Pero aun con todas estas capacidades reconocidas, las verdaderas preguntas siguen sin abordarse. Si las personas de 16 y 17 años, y en adelante, son reconocidas así por la sociedad ¿estamos asegurando que su participación democrática sea de la mayor calidad? ¿Es nuestro sistema democrático suficientemente representativo de un colectivo tan vulnerable como es la juventud?
La realidad es que muchas personas salen del sistema educativo sin tener claro qué es eso de la política o “pasando” de ella. La realidad es que no se educa en participación democrática ni política. Pero también sabemos que hay grandes agujeros en nuestro sistema educativo que hacen que una persona, de 16, de 18 o de 35 no haya recibido la información y formación suficiente para ejercer su derecho al voto. Esto, lejos de ser un argumento en contra, es una de las razones por las que apostar por el voto a los 16 años, porque la educación en la participación debe iniciarse en edades tempranas para que tenga mayor impacto. Además, esta cuestión es de vital importancia no sólo ante los altos niveles de abstención por parte de la juventud, sino también para combatir el crecimiento de la desafección política.

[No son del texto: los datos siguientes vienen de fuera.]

//! Faceted search over a clepho photo catalog.
//!
//! The [`catalog`] module loads photos from the clepho SQLite database into an
//! immutable [`index::Index`]. A [`SearchEngine`] holds the current snapshot
//! and answers JSON search requests with ranked, cursor-paginated hits and
//! drill-sideways facet counts.

pub mod cancel;
pub mod catalog;
pub mod config;
pub mod engine;
pub mod error;
pub mod index;
pub mod logging;
pub mod model;
pub mod query;

pub use cancel::CancellationToken;
pub use config::Config;
pub use engine::{SearchEngine, SearchResponse};
pub use error::{ErrorBody, SearchError, SearchResult};
pub use query::SearchRequest;
//! Trigram index over photo text (path and tags) for relevance scoring.
//!
//! Text is lower-cased and split into alphanumeric words; each word is padded
//! with two leading blanks and one trailing blank before taking 3-character
//! windows, so short words and word starts still produce trigrams.
//! Similarity is the Jaccard overlap of the two trigram sets.

use std::collections::{BTreeSet, HashMap};

use super::{DocId, DocSet};
use crate::cancel::CancellationToken;
use crate::error::SearchResult;

pub type Trigram = [char; 3];

/// Trigram set of a piece of text.
pub fn trigrams(text: &str) -> BTreeSet<Trigram> {
    let mut out = BTreeSet::new();
    let lowered = text.to_lowercase();
    for word in lowered.split(|c: char| !c.is_alphanumeric()).filter(|w| !w.is_empty()) {
        let padded: Vec<char> = "  "
            .chars()
            .chain(word.chars())
            .chain(std::iter::once(' '))
            .collect();
        for window in padded.windows(3) {
            out.insert([window[0], window[1], window[2]]);
        }
    }
    out
}

/// Symmetric trigram similarity in `[0, 1]`.
pub fn similarity(a: &str, b: &str) -> f32 {
    jaccard(&trigrams(a), &trigrams(b))
}

fn jaccard(a: &BTreeSet<Trigram>, b: &BTreeSet<Trigram>) -> f32 {
    let shared = a.intersection(b).count();
    overlap_score(shared, a.len(), b.len())
}

fn overlap_score(shared: usize, a_len: usize, b_len: usize) -> f32 {
    let union = a_len + b_len - shared;
    if union == 0 {
        0.0
    } else {
        shared as f32 / union as f32
    }
}

#[derive(Debug, Clone, Default)]
pub struct TrigramIndex {
    postings: HashMap<Trigram, Vec<DocId>>,
    /// Number of distinct trigrams per document.
    doc_sizes: Vec<u32>,
}

impl TrigramIndex {
    /// Build from each document's searchable text, indexed by ordinal.
    pub fn build<'a>(texts: impl IntoIterator<Item = &'a str>) -> Self {
        let mut postings: HashMap<Trigram, Vec<DocId>> = HashMap::new();
        let mut doc_sizes = Vec::new();
        for (ordinal, text) in texts.into_iter().enumerate() {
            let doc = DocId(ordinal as u32);
            let grams = trigrams(text);
            doc_sizes.push(grams.len() as u32);
            for gram in grams {
                postings.entry(gram).or_default().push(doc);
            }
        }
        Self { postings, doc_sizes }
    }

    pub fn distinct_trigrams(&self) -> usize {
        self.postings.len()
    }

    /// Similarity of `query` to every candidate, indexed by document ordinal.
    /// Non-candidates score 0.
    ///
    /// Overlap is accumulated by walking the posting list of each query
    /// trigram, checking `cancel` every `batch_size` postings.
    pub fn score(
        &self,
        query: &str,
        candidates: &DocSet,
        cancel: &CancellationToken,
        batch_size: usize,
    ) -> SearchResult<Vec<f32>> {
        let mut scores = vec![0.0f32; self.doc_sizes.len()];
        let query_grams = trigrams(query);
        if query_grams.is_empty() {
            return Ok(scores);
        }

        let batch_size = batch_size.max(1);
        let mut shared = vec![0u32; self.doc_sizes.len()];
        for gram in &query_grams {
            let Some(docs) = self.postings.get(gram) else {
                continue;
            };
            for chunk in docs.chunks(batch_size) {
                cancel.check()?;
                for doc in chunk {
                    if candidates.contains(*doc) {
                        shared[doc.0 as usize] += 1;
                    }
                }
            }
        }

        for doc in candidates.iter() {
            let i = doc.0 as usize;
            if i < shared.len() && shared[i] > 0 {
                scores[i] = overlap_score(
                    shared[i] as usize,
                    query_grams.len(),
                    self.doc_sizes[i] as usize,
                );
            }
        }
        Ok(scores)
    }
}
use anyhow::{Context, Result};
use std::io::Read;
use std::path::PathBuf;
use tracing::{error, info};

use clepho_search::catalog::Catalog;
use clepho_search::{logging, CancellationToken, Config, SearchEngine};

#[derive(Default)]
struct Args {
    config_path: Option<PathBuf>,
    db_path: Option<PathBuf>,
    stats: bool,
    /// Request file; `-` or absent reads stdin.
    request: Option<PathBuf>,
}

fn parse_args() -> Args {
    let args: Vec<String> = std::env::args().collect();
    let mut parsed = Args::default();

    let mut i = 1;
    while i < args.len() {
        match args[i].as_str() {
            "--help" | "-h" => {
                print_help();
                std::process::exit(0);
            }
            "--version" | "-V" => {
                println!("clepho-search {}", env!("CARGO_PKG_VERSION"));
                std::process::exit(0);
            }
            "--config" | "-c" | "--db" => {
                if i + 1 < args.len() {
                    let path = PathBuf::from(&args[i + 1]);
                    if args[i] == "--db" {
                        parsed.db_path = Some(path);
                    } else {
                        parsed.config_path = Some(path);
                    }
                    i += 1;
                } else {
                    eprintln!("Error: {} requires a path argument", args[i]);
                    std::process::exit(1);
                }
            }
            "--stats" => parsed.stats = true,
            "-" => parsed.request = None,
            arg if !arg.starts_with('-') && parsed.request.is_none() => {
                parsed.request = Some(PathBuf::from(arg));
            }
            _ => {
                eprintln!("Unknown argument: {}", args[i]);
                print_help();
                std::process::exit(1);
            }
        }
        i += 1;
    }

    parsed
}

fn print_help() {
    println!(
        r#"clepho-search - faceted search over a clepho photo catalog

USAGE:
    clepho-search [OPTIONS] [REQUEST.json | -]

Reads a JSON search request from the given file (or stdin) and prints the
JSON response. On failure the JSON error body is printed and the exit code
is 1.

OPTIONS:
    --config, -c PATH   Path to config file
    --db PATH           Catalog database (overrides db_path in the config)
    --stats             Print index statistics instead of searching
    --version, -V       Show version
    --help, -h          Show this help message

ENVIRONMENT:
    CLEPHO_SEARCH_CONFIG  Path to config file (overrides default location)
    CLEPHO_SEARCH_LOG     Log level (trace, debug, info, warn, error)

Config file location: $XDG_CONFIG_HOME/clepho/search.toml"#
    );
}

fn read_request(path: Option<&PathBuf>) -> Result<String> {
    match path {
        Some(path) => std::fs::read_to_string(path)
            .with_context(|| format!("Failed to read request {:?}", path)),
        None => {
            let mut body = String::new();
            std::io::stdin()
                .read_to_string(&mut body)
                .context("Failed to read request from stdin")?;
            Ok(body)
        }
    }
}

fn main() -> Result<()> {
    let args = parse_args();

    let _ = logging::init(Some(Config::config_dir().join("logs")));

    let mut config = match &args.config_path {
        Some(path) => Config::load_from(path)?,
        None => Config::load()?,
    };
    if let Some(db_path) = args.db_path {
        config.db_path = db_path;
    }

    let catalog = Catalog::open(&config.db_path)?;
    catalog.initialize()?;
    let index = catalog.load_index(&config.index)?;
    info!(
        "Catalog {:?} indexed: {} of {} photos",
        config.db_path,
        index.len(),
        catalog.photo_count()?
    );

    if args.stats {
        println!("{}", serde_json::to_string_pretty(&index.stats())?);
        return Ok(());
    }

    let body = read_request(args.request.as_ref())?;
    let engine = SearchEngine::new(index, &config);
    match engine.search_json(&body, &CancellationToken::new()) {
        Ok(response) => {
            println!("{}", serde_json::to_string_pretty(&response)?);
            Ok(())
        }
        Err(e) => {
            error!("Search failed: {}", e);
            println!("{}", serde_json::to_string_pretty(&e.to_body())?);
            std::process::exit(1);
        }
    }
}
impl CodeArtifact {
    /// Returns a copy with `imports` prepended, keeping any leading
    /// `from __future__` lines first so the result stays valid Python.
    pub fn with_prepended_imports(&self, imports: &[String]) -> Self {
        if imports.is_empty() {
            return self.clone();
        }
        let lines: Vec<&str> = self.source_text.lines().collect();
        let future_count = lines
            .iter()
            .take_while(|l| l.trim_start().starts_with("from __future__"))
            .count();
        let mut out: Vec<String> = Vec::with_capacity(lines.len() + imports.len() + 1);
        out.extend(lines[..future_count].iter().map(|l| l.to_string()));
        out.extend(imports.iter().cloned());
        if future_count == 0 {
            out.push(String::new());
        }
        out.extend(lines[future_count..].iter().map(|l| l.to_string()));
        let mut source_text = out.join("\n");
        if self.source_text.ends_with('\n') {
            source_text.push('\n');
        }
        Self {
            source_text,
            ..self.clone()
        }
    }
}

/// Outcome of one static repair pass.
#[derive(Debug, Clone, Default, Serialize, Deserialize, PartialEq)]
pub struct DependencyReport {
    pub missing_symbols: BTreeSet<String>,
    pub resolved_imports: Vec<String>,
    pub unresolved: BTreeSet<String>,
    /// Unresolved symbols that matched more than one candidate import.
    #[serde(default, skip_serializing_if = "BTreeMap::is_empty")]
    pub ambiguous: BTreeMap<String, Vec<String>>,
}

impl DependencyReport {
    pub fn is_resolved(&self) -> bool {
        self.unresolved.is_empty()
    }
}

#[derive(Debug, Clone, Copy, Serialize, Deserialize, PartialEq)]
pub struct ResourceLimits {
    /// CPU cores available to the sandbox.
    pub cpu: f64,
    pub memory_mb: u64,
    #[serde(with = "duration_secs")]
    pub wall_clock_timeout: Duration,
}

impl Default for ResourceLimits {
    fn default() -> Self {
        Self {
            cpu: 1.0,
            memory_mb: 256,
            wall_clock_timeout: Duration::from_secs(10),
        }
    }
}
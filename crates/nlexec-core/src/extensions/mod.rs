//! Deterministic code handlers for recognised query domains.
//!
//! A handler turns a recognised query straight into an artifact without a
//! model call, so the same input always yields the same source. The registry
//! is assembled once at startup and is read-only afterwards; it is shared by
//! reference with every pipeline that needs it.

mod arithmetic;
mod geometry;

pub use arithmetic::ArithmeticHandler;
pub use geometry::GeometryHandler;

use crate::core_types::{ArtifactOrigin, CodeArtifact, DetectedValue, Parameter, QueryAnalysis};
use crate::generator::normalize::render_docstring;
use std::sync::Arc;

pub trait ExtensionHandler: Send + Sync {
    fn name(&self) -> &str;

    fn matches(&self, query_text: &str, analysis: &QueryAnalysis) -> bool;

    /// Only called after `matches` returned true for the same input.
    fn generate(&self, query_text: &str, analysis: &QueryAnalysis) -> CodeArtifact;
}

#[derive(Clone, Default)]
pub struct ExtensionRegistry {
    handlers: Vec<Arc<dyn ExtensionHandler>>,
}

impl ExtensionRegistry {
    pub fn empty() -> Self {
        Self::default()
    }

    /// Built-in handlers, most specific first.
    pub fn with_defaults() -> Self {
        Self::builder()
            .register(Arc::new(GeometryHandler::new()))
            .register(Arc::new(ArithmeticHandler::new()))
            .build()
    }

    pub fn builder() -> ExtensionRegistryBuilder {
        ExtensionRegistryBuilder {
            handlers: Vec::new(),
        }
    }

    /// First registered handler whose patterns match.
    pub fn find_handler(
        &self,
        query_text: &str,
        analysis: &QueryAnalysis,
    ) -> Option<&dyn ExtensionHandler> {
        self.handlers
            .iter()
            .find(|h| h.matches(query_text, analysis))
            .map(|h| h.as_ref())
    }

    pub fn handler_names(&self) -> Vec<&str> {
        self.handlers.iter().map(|h| h.name()).collect()
    }

    pub fn len(&self) -> usize {
        self.handlers.len()
    }

    pub fn is_empty(&self) -> bool {
        self.handlers.is_empty()
    }
}

pub struct ExtensionRegistryBuilder {
    handlers: Vec<Arc<dyn ExtensionHandler>>,
}

impl ExtensionRegistryBuilder {
    pub fn register(mut self, handler: Arc<dyn ExtensionHandler>) -> Self {
        self.handlers.push(handler);
        self
    }

    pub fn build(self) -> ExtensionRegistry {
        ExtensionRegistry {
            handlers: self.handlers,
        }
    }
}

/// Renders a documented single-function artifact.
pub(crate) fn render_function(
    handler: &str,
    function_name: &str,
    summary: &str,
    params: &[(String, DetectedValue)],
    body: &[String],
) -> CodeArtifact {
    let parameters: Vec<Parameter> = params
        .iter()
        .map(|(name, value)| Parameter {
            name: name.clone(),
            default_value: Some(value.to_python()),
            inferred_type: value.param_type(),
        })
        .collect();
    let signature = parameters
        .iter()
        .map(|p| match &p.default_value {
            Some(default) => format!("{}={}", p.name, default),
            None => p.name.clone(),
        })
        .collect::<Vec<_>>()
        .join(", ");

    let mut source = format!("def {}({}):\n", function_name, signature);
    source.push_str(&render_docstring(summary, &parameters, "    "));
    for line in body {
        source.push_str("    ");
        source.push_str(line);
        source.push('\n');
    }

    CodeArtifact {
        source_text: source,
        entry_point_name: function_name.to_string(),
        parameters,
        description: summary.to_string(),
        origin: ArtifactOrigin::Extension {
            handler: handler.to_string(),
        },
    }
}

Actualmente, la pirámide poblacional se está invirtiendo junto a la composición de votantes. La voz de la juventud en los comicios es cada vez más reducida al igual que su peso, lo que supone que las referencias a la juventud en los programas electorales o de gobierno en materias como educación, empleo o vivienda se ven mermadas. Estas dos cuestiones no se arreglan una antes de otra. Es necesaria una reforma integral que reconozca el derecho al voto a las personas de 16 y 17 años, junto con un sistema educativo que apoye y prepare al ciudadano para este derecho y que motive a los Gobiernos a realizar propuestas sólidas y más políticas para la juventud, algo que, además, incentivaría una mayor participación juvenil en los comicios.
Cuando se afronte de nuevo el debate hay que centrarse en estas dos cuestiones y dejar a un lado los argumentos psicológicos o moralistas. Porque no nos engañemos, si las personas a partir de los 16 años pudieran votar, las respuestas a los problemas que viven las personas jóvenes serían más urgentes y ocuparían mayor centralidad en la opinión pública.